* [Work request]: Of all the lines below, output only those starting at the one with "use crate::assets::color::Color;" and ending at the one with "pub struct ObjectId(pub u64);", both ends included, exactly as written.

Records excerpted from a collection:
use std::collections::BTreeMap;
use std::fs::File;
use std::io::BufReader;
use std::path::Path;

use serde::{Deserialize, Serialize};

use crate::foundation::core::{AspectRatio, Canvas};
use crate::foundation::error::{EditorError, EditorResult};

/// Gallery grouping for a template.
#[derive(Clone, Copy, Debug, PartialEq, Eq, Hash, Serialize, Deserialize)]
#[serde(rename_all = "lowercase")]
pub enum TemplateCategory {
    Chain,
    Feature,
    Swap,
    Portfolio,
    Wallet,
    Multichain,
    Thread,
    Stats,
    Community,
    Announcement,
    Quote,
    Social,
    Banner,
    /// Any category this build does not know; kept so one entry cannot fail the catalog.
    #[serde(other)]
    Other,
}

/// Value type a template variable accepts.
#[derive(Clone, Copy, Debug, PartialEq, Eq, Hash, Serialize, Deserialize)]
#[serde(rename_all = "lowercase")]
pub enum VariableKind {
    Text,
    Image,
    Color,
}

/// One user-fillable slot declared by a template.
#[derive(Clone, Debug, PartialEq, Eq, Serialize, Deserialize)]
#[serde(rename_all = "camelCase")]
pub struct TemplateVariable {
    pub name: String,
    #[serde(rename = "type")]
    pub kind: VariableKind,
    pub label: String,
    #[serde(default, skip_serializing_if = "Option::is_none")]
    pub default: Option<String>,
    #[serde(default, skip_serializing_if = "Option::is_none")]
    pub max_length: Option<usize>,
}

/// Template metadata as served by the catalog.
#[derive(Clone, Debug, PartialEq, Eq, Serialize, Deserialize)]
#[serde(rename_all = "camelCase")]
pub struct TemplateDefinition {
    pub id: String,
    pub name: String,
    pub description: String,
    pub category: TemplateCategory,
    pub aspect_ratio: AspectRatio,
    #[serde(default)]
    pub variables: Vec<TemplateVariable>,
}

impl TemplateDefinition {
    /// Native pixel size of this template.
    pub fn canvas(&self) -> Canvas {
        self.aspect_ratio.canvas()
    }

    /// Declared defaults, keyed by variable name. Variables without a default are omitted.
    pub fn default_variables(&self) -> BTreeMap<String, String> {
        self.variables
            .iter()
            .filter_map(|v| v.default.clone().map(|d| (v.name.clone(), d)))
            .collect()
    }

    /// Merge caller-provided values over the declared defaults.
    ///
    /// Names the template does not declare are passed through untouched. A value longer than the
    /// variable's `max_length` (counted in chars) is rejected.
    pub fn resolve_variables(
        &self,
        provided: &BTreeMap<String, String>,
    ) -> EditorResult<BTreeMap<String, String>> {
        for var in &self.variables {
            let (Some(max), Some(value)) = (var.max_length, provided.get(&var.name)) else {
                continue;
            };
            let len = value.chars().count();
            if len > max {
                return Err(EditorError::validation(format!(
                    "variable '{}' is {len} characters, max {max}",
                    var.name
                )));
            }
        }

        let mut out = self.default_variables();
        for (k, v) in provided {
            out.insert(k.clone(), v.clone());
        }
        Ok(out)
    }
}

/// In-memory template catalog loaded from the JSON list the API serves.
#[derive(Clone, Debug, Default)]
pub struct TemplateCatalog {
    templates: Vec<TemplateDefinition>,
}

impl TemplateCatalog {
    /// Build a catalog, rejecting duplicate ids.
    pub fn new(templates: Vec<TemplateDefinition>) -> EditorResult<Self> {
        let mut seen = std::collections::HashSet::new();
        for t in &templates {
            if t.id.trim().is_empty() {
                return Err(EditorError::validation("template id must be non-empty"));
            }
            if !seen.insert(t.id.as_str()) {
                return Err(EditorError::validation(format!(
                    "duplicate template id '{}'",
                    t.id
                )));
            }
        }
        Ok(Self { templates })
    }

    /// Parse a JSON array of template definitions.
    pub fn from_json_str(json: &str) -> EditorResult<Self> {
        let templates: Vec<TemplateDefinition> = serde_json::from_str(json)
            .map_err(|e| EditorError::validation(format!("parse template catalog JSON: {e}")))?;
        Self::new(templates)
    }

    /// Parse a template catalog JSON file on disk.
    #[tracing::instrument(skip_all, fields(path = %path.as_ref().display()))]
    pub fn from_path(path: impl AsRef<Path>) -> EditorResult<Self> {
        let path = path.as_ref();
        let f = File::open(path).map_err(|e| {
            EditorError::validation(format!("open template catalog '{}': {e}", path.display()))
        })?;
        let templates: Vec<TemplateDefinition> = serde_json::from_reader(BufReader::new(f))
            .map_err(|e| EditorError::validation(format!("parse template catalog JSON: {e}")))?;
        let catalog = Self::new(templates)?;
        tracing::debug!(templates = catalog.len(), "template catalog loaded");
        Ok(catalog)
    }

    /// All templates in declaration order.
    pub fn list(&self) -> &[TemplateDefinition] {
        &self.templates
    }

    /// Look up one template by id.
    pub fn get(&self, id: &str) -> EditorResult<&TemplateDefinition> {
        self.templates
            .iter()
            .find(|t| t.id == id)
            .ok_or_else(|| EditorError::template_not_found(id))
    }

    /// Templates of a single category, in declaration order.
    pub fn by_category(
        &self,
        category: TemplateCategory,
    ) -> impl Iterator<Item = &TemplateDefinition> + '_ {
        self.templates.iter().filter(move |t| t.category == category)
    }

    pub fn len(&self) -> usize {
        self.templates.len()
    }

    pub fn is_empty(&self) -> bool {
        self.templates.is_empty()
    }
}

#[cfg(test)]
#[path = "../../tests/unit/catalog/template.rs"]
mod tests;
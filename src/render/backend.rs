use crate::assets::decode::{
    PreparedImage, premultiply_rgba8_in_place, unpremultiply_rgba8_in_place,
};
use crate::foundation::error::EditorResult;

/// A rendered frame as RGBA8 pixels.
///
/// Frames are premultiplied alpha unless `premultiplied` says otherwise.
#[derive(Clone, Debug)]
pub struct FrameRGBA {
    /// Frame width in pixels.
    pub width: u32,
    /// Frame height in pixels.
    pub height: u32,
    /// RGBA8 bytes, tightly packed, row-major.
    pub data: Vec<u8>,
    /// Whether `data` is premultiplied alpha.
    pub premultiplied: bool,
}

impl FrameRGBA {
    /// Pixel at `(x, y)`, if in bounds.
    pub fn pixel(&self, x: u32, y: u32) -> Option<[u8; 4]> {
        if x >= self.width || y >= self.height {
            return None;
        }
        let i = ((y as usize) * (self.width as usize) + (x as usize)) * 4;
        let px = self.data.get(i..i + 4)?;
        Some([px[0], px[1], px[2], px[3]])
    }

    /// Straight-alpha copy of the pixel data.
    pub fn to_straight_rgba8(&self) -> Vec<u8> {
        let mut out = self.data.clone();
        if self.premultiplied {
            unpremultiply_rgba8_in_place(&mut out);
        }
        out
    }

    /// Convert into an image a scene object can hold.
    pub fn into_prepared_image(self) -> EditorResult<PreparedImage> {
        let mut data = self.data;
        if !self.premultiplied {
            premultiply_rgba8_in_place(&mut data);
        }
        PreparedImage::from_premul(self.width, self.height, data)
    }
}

---

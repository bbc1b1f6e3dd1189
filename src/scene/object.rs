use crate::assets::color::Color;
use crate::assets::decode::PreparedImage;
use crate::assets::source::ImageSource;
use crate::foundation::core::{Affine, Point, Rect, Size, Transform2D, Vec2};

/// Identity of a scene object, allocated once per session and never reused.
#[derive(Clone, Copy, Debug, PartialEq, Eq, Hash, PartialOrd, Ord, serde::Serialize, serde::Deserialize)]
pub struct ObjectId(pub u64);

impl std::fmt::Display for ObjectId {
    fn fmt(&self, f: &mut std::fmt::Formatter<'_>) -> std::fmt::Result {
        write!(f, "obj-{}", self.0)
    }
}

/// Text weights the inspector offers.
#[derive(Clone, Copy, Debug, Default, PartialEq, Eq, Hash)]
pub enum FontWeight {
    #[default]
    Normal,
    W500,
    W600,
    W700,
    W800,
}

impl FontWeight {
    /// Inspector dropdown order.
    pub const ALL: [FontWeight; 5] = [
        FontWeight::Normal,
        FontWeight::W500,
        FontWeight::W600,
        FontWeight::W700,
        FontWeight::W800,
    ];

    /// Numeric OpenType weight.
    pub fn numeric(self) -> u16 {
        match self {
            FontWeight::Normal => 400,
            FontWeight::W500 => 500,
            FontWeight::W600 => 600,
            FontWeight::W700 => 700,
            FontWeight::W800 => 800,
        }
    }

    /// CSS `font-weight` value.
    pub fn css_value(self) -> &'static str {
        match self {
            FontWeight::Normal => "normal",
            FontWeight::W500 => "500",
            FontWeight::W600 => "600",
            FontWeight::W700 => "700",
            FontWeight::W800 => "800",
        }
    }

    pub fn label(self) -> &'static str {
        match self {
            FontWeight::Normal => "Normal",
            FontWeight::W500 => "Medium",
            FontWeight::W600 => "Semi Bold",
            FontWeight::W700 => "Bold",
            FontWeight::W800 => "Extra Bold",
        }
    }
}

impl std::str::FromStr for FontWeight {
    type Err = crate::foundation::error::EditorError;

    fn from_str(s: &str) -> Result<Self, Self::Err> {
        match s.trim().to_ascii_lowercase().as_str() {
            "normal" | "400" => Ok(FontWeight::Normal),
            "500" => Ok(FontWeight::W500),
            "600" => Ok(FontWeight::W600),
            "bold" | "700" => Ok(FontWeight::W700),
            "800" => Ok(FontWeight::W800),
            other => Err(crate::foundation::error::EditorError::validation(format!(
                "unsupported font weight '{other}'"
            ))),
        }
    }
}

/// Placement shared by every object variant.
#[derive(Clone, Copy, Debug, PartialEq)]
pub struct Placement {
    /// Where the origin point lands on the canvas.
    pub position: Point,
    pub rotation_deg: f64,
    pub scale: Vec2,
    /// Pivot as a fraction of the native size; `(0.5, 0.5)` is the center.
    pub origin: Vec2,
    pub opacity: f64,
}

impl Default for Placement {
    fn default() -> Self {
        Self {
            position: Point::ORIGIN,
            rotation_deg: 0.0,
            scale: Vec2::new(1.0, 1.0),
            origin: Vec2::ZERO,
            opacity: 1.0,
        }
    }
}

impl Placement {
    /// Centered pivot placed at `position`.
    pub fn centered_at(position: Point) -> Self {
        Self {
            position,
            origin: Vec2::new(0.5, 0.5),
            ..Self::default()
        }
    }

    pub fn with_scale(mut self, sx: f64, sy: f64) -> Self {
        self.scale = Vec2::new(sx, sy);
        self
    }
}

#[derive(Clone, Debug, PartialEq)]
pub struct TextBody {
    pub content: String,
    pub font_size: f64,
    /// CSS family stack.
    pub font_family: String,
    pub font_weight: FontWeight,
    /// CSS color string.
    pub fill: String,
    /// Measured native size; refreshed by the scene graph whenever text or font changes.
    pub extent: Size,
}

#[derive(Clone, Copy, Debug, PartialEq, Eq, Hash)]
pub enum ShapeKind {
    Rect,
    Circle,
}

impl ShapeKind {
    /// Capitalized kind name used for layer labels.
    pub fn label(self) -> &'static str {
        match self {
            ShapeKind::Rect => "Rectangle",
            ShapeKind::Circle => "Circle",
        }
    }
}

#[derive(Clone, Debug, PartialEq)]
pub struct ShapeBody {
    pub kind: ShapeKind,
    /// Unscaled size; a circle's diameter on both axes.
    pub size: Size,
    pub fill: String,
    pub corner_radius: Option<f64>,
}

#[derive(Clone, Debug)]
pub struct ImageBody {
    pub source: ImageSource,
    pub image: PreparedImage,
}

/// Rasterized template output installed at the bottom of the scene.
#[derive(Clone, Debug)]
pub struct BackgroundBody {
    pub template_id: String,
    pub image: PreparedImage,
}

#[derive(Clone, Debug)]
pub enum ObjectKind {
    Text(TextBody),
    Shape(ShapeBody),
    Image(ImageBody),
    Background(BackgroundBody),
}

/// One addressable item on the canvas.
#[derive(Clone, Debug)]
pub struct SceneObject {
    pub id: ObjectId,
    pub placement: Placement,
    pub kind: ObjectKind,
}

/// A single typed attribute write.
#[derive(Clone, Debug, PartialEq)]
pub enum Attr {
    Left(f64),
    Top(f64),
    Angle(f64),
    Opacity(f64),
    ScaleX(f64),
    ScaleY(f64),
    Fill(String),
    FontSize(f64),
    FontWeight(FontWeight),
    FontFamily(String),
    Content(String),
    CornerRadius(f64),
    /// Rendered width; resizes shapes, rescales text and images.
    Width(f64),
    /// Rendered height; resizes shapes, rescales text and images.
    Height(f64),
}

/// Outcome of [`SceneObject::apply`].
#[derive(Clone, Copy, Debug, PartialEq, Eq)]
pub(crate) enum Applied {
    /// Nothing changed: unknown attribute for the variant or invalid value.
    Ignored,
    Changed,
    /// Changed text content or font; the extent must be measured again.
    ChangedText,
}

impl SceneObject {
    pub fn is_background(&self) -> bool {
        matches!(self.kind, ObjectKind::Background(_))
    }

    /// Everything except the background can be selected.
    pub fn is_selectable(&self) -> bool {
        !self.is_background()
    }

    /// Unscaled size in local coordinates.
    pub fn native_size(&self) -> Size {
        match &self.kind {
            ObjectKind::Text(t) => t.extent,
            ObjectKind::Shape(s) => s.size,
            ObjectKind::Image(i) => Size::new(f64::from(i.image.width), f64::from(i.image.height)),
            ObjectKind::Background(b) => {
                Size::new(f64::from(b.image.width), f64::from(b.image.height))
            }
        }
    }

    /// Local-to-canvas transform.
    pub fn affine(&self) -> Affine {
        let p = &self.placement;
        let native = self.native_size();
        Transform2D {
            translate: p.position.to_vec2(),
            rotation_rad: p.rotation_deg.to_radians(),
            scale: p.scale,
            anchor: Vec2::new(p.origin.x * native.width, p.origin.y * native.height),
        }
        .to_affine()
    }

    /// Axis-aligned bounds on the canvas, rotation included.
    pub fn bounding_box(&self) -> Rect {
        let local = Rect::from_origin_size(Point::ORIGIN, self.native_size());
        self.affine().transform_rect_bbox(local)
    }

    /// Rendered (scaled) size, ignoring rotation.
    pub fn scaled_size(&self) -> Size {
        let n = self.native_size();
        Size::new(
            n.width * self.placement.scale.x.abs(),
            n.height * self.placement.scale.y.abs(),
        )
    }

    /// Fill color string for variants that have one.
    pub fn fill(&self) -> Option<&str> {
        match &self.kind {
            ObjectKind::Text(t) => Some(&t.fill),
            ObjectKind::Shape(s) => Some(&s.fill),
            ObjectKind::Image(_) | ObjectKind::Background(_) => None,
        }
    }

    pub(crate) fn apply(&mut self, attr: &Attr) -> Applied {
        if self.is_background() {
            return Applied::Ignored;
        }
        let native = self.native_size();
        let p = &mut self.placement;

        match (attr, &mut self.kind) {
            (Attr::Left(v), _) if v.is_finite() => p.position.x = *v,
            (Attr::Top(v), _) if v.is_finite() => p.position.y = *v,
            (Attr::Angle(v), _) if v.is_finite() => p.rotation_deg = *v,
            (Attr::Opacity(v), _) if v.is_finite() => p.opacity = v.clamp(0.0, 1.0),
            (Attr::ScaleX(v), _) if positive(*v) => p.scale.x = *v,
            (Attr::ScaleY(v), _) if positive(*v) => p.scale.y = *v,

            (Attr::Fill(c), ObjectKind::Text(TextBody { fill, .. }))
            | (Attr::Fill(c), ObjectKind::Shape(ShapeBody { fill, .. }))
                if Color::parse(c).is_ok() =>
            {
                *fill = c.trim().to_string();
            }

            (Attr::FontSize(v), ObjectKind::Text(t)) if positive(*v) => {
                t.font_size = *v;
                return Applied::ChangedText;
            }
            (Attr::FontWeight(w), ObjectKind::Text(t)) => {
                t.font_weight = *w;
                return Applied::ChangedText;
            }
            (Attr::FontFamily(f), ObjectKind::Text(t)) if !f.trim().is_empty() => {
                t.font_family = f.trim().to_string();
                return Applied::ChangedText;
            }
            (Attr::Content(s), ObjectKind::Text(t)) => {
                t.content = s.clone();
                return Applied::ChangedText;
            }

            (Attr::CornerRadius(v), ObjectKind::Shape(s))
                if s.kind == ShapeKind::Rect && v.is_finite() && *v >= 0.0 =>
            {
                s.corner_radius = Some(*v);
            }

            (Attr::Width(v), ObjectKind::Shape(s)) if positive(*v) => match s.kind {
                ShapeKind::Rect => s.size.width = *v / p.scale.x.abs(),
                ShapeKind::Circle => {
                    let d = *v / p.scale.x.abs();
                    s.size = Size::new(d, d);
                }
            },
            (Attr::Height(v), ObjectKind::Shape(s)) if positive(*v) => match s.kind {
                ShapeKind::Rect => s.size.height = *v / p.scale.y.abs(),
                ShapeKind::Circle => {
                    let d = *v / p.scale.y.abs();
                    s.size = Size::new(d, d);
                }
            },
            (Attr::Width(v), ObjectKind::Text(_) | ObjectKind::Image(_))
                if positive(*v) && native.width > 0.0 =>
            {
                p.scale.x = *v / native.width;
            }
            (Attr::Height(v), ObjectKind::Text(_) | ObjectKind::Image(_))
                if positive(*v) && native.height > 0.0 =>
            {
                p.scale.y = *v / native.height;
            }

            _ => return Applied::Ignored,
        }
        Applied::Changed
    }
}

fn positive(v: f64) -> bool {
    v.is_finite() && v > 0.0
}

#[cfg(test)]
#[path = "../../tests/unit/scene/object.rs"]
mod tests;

...

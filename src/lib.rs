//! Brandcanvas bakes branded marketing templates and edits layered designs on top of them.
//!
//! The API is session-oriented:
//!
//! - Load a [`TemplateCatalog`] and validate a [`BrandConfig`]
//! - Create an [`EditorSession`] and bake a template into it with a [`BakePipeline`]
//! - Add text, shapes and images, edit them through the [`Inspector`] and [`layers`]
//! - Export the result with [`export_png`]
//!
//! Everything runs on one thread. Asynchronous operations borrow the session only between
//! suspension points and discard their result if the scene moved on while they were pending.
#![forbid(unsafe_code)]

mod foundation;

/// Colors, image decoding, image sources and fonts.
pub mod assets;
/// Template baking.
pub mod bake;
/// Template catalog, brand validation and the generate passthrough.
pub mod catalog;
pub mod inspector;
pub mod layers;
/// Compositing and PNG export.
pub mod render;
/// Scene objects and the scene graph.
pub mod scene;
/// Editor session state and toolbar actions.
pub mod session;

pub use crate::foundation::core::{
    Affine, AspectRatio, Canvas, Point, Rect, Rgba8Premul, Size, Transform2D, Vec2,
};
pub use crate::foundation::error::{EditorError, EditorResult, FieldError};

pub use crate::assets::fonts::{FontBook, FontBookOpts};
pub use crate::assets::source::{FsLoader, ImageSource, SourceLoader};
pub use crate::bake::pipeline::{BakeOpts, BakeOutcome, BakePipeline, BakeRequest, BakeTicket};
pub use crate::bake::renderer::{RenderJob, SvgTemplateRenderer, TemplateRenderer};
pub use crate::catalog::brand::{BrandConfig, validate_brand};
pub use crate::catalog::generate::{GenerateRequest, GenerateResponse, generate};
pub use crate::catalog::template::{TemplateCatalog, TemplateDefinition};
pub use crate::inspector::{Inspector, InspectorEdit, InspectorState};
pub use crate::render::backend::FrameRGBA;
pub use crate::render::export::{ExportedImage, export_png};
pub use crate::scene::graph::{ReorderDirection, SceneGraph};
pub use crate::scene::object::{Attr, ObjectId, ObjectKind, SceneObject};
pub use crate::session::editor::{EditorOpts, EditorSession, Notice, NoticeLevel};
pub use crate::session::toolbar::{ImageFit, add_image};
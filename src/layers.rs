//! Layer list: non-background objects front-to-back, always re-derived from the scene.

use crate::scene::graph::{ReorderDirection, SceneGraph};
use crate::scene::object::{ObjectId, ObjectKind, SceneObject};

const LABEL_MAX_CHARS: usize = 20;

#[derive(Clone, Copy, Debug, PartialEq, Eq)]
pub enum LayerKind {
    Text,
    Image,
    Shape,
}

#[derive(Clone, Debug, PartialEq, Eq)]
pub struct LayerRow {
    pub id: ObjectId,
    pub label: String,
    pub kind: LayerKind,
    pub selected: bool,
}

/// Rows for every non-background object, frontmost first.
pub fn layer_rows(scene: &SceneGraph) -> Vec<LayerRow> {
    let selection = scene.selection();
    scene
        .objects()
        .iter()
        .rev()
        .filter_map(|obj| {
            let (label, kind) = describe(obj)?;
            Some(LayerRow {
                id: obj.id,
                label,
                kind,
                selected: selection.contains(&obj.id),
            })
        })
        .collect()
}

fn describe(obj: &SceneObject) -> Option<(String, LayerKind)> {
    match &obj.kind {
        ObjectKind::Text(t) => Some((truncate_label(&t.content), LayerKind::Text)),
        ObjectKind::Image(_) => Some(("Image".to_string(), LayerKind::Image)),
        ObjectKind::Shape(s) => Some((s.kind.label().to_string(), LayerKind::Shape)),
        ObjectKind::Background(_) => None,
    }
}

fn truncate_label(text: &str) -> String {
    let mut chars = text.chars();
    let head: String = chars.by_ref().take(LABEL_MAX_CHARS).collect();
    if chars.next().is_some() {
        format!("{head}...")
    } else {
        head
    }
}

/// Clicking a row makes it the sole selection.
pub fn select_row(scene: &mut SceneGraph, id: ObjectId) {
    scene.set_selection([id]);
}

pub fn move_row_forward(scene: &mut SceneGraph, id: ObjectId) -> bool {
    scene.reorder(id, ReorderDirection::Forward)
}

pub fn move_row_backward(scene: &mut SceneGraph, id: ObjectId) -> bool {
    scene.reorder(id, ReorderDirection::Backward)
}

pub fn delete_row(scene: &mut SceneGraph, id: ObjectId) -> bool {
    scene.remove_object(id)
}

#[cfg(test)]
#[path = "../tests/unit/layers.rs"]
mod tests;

* [Answer to this exercise]:
use crate::assets::color::Color;
use crate::assets::decode::PreparedImage;
use crate::assets::source::ImageSource;
use crate::foundation::core::{Affine, Point, Rect, Size, Transform2D, Vec2};

/// Identity of a scene object, allocated once per session and never reused.
#[derive(Clone, Copy, Debug, PartialEq, Eq, Hash, PartialOrd, Ord, serde::Serialize, serde::Deserialize)]
pub struct ObjectId(pub u64);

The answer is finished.